Sí, con frecuencia. Aunque el término correcto en español es xenoinjerto, el anglicismo xenograft se utiliza ampliamente en la literatura médica española, en comunicaciones científicas, en protocolos quirúrgicos y en la documentación de productos sanitarios. Ambos términos son comprensibles para los profesionales sanitarios y se emplean de forma intercambiable en la práctica diaria. En las publicaciones médicas en español, es habitual encontrar frases como "se realizó la implantación de un xenograft porcino" o "se utilizó un xenoinjerto de pericardio bovino", siendo ambas formulaciones igualmente correctas.

¿Cuáles son los xenografts más utilizados en la actualidad?

Los xenografts con mayor implantación en la práctica clínica actual son las bioprótesis valvulares cardíacas (de origen porcino o bovino), los injertos óseos bovinos desproteinizados empleados en cirugía dental y maxilofacial, las matrices dérmicas porcinas utilizadas en la reparación de hernias y en cirugía de quemados, y las membranas de colágeno porcino utilizadas en regeneración ósea guiada. Estos productos tienen un historial de seguridad y eficacia de décadas y forman parte habitual del arsenal quirúrgico en hospitales de todo el mundo.

¿Cuánto dura un xenograft valvular cardíaco?

La durabilidad de una bioprótesis valvular de origen animal varía según el tipo de válvula, la posición en la que se implanta y las características individuales del paciente. En términos generales, la duración media se sitúa entre 10 y 20 años, aunque las generaciones más modernas con tratamientos anticalcificación están mostrando una durabilidad mejorada. Los pacientes más jóvenes tienden a desgastar las bioprótesis más rápidamente debido a su mayor actividad metabólica y hemodinámica. El cardiólogo y el cirujano cardiovascular elegirán el tipo de prótesis más adecuado en función de la edad, las comorbilidades y las preferencias del paciente, considerando siempre el equilibrio entre la durabilidad del dispositivo y la necesidad de evitar la anticoagulación crónica.
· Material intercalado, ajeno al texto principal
//! Whether a coupon may be applied to an order right now.

use crate::models::Coupon;
use chrono::{DateTime, Utc};
use rust_decimal::Decimal;
use serde::Serialize;
use std::fmt;

/// Why a coupon cannot be applied. Variant order is check order.
#[derive(Debug, Clone, Copy, PartialEq, Eq, Serialize)]
#[serde(tag = "reason", rename_all = "snake_case")]
pub enum Rejection {
    Inactive,
    NotYetValid,
    Expired,
    UsageLimitReached,
    BelowMinimum { amount_needed: Decimal },
}

impl Rejection {
    /// Shortfall to reach the coupon's minimum order value, if that is the reason.
    pub fn amount_needed(&self) -> Option<Decimal> {
        match self {
            Rejection::BelowMinimum { amount_needed } => Some(*amount_needed),
            _ => None,
        }
    }

    /// Short label used for metrics.
    pub fn as_str(&self) -> &'static str {
        match self {
            Rejection::Inactive => "inactive",
            Rejection::NotYetValid => "not_yet_valid",
            Rejection::Expired => "expired",
            Rejection::UsageLimitReached => "usage_limit_reached",
            Rejection::BelowMinimum { .. } => "below_minimum",
        }
    }
}

impl fmt::Display for Rejection {
    fn fmt(&self, f: &mut fmt::Formatter<'_>) -> fmt::Result {
        match self {
            Rejection::Inactive => f.write_str("This coupon is no longer active."),
            Rejection::NotYetValid => f.write_str("This coupon is not yet valid."),
            Rejection::Expired => f.write_str("This coupon has expired."),
            Rejection::UsageLimitReached => {
                f.write_str("This coupon has reached its usage limit.")
            }
            Rejection::BelowMinimum { amount_needed } => write!(
                f,
                "Add ₹{:.2} more to use this coupon.",
                amount_needed.round_dp(2)
            ),
        }
    }
}

impl std::error::Error for Rejection {}

/// Check `coupon` against an order of `order_total` at instant `now`.
///
/// The first failing check decides the rejection: active flag, start,
/// end (inclusive), usage cap, minimum order value. Pure; call it again at
/// commit time since time, usage and totals may have moved since the quote.
pub fn check_eligibility(
    coupon: &Coupon,
    order_total: Decimal,
    now: DateTime<Utc>,
) -> Result<(), Rejection> {
    if !coupon.is_active {
        return Err(Rejection::Inactive);
    }
    if now < coupon.start_date {
        return Err(Rejection::NotYetValid);
    }
    if now > coupon.end_date {
        return Err(Rejection::Expired);
    }
    if coupon.current_usage_count >= coupon.max_usage_count {
        return Err(Rejection::UsageLimitReached);
    }
    if order_total < coupon.min_order_value {
        return Err(Rejection::BelowMinimum {
            amount_needed: coupon.min_order_value - order_total,
        });
    }
    Ok(())
}

/// Eligibility ignoring the order total, for listing redeemable coupons.
pub fn is_redeemable(coupon: &Coupon, now: DateTime<Utc>) -> bool {
    check_eligibility(coupon, coupon.min_order_value, now).is_ok()
}

#[cfg(test)]
mod tests {
    use super::*;
    use crate::models::CouponType;
    use chrono::Duration;
    use uuid::Uuid;

    fn coupon(now: DateTime<Utc>) -> Coupon {
        Coupon {
            coupon_id: Uuid::new_v4(),
            restaurant_id: Uuid::new_v4(),
            coupon_code: "WELCOME".to_string(),
            coupon_type: CouponType::Flat,
            discount_value: Decimal::from(100),
            max_discount_amount: None,
            min_order_value: Decimal::from(500),
            max_usage_count: 10,
            current_usage_count: 0,
            start_date: now - Duration::days(1),
            end_date: now + Duration::days(1),
            is_active: true,
            created_utc: now,
            updated_utc: now,
        }
    }

    #[test]
    fn eligible_coupon_passes() {
        let now = Utc::now();
        assert_eq!(check_eligibility(&coupon(now), Decimal::from(800), now), Ok(()));
    }

    #[test]
    fn inactive_is_reported() {
        let now = Utc::now();
        let mut c = coupon(now);
        c.is_active = false;
        let err = check_eligibility(&c, Decimal::from(800), now).unwrap_err();
        assert_eq!(err, Rejection::Inactive);
        assert_eq!(err.to_string(), "This coupon is no longer active.");
    }

    #[test]
    fn not_yet_valid_before_start() {
        let now = Utc::now();
        let mut c = coupon(now);
        c.start_date = now + Duration::hours(1);
        assert_eq!(
            check_eligibility(&c, Decimal::from(800), now),
            Err(Rejection::NotYetValid)
        );
    }

    #[test]
    fn start_is_inclusive() {
        let now = Utc::now();
        let mut c = coupon(now);
        c.start_date = now;
        assert_eq!(check_eligibility(&c, Decimal::from(800), now), Ok(()));
    }

    #[test]
    fn end_is_inclusive() {
        let now = Utc::now();
        let mut c = coupon(now);
        c.end_date = now;
        assert_eq!(check_eligibility(&c, Decimal::from(800), now), Ok(()));

        let later = now + Duration::milliseconds(1);
        assert_eq!(
            check_eligibility(&c, Decimal::from(800), later),
            Err(Rejection::Expired)
        );
    }

    #[test]
    fn expired_yesterday_regardless_of_usage() {
        let now = Utc::now();
        let mut c = coupon(now);
        c.start_date = now - Duration::days(30);
        c.end_date = now - Duration::days(1);
        c.current_usage_count = c.max_usage_count;
        let err = check_eligibility(&c, Decimal::from(100), now).unwrap_err();
        assert_eq!(err, Rejection::Expired);
        assert_eq!(err.to_string(), "This coupon has expired.");
    }

    #[test]
    fn inactive_wins_over_expired() {
        let now = Utc::now();
        let mut c = coupon(now);
        c.is_active = false;
        c.end_date = now - Duration::days(1);
        assert_eq!(
            check_eligibility(&c, Decimal::from(800), now),
            Err(Rejection::Inactive)
        );
    }

    #[test]
    fn usage_limit_wins_over_minimum() {
        let now = Utc::now();
        let mut c = coupon(now);
        c.current_usage_count = 10;
        let err = check_eligibility(&c, Decimal::from(10), now).unwrap_err();
        assert_eq!(err, Rejection::UsageLimitReached);
        assert_eq!(err.to_string(), "This coupon has reached its usage limit.");
    }

    #[test]
    fn below_minimum_reports_shortfall() {
        let now = Utc::now();
        let err = check_eligibility(&coupon(now), Decimal::from(300), now).unwrap_err();
        assert_eq!(err.amount_needed(), Some(Decimal::from(200)));
        assert_eq!(err.to_string(), "Add ₹200.00 more to use this coupon.");
    }

    #[test]
    fn shortfall_message_rounds_to_paise() {
        let now = Utc::now();
        let total: Decimal = "299.995".parse().unwrap();
        let err = check_eligibility(&coupon(now), total, now).unwrap_err();
        assert_eq!(err.amount_needed(), Some("200.005".parse().unwrap()));
        assert_eq!(err.to_string(), "Add ₹200.00 more to use this coupon.");
    }

    #[test]
    fn exact_minimum_is_eligible() {
        let now = Utc::now();
        assert_eq!(check_eligibility(&coupon(now), Decimal::from(500), now), Ok(()));
    }

    #[test]
    fn redeemable_ignores_order_total() {
        let now = Utc::now();
        let mut c = coupon(now);
        assert!(is_redeemable(&c, now));
        c.current_usage_count = c.max_usage_count;
        assert!(!is_redeemable(&c, now));
    }
}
¿Puede un paciente rechazar un xenograft procesado?

Los xenografts adecuadamente procesados (descelularizados, fijados con glutaraldehído) están diseñados para minimizar al máximo la respuesta inmunitaria del receptor. En la práctica, el rechazo agudo es extremadamente infrecuente con estos productos. Sin embargo, los xenografts valvulares pueden sufrir una degeneración estructural a largo plazo (calcificación, fibrosis) que no es un rechazo inmunitario clásico sino un proceso de desgaste biomecánico y bioquímico. Cuando esto ocurre, puede ser necesario el reemplazo de la prótesis. El seguimiento cardiológico periódico permite detectar de forma precoz los signos de degeneración valvular y planificar la reintervención cuando sea necesario.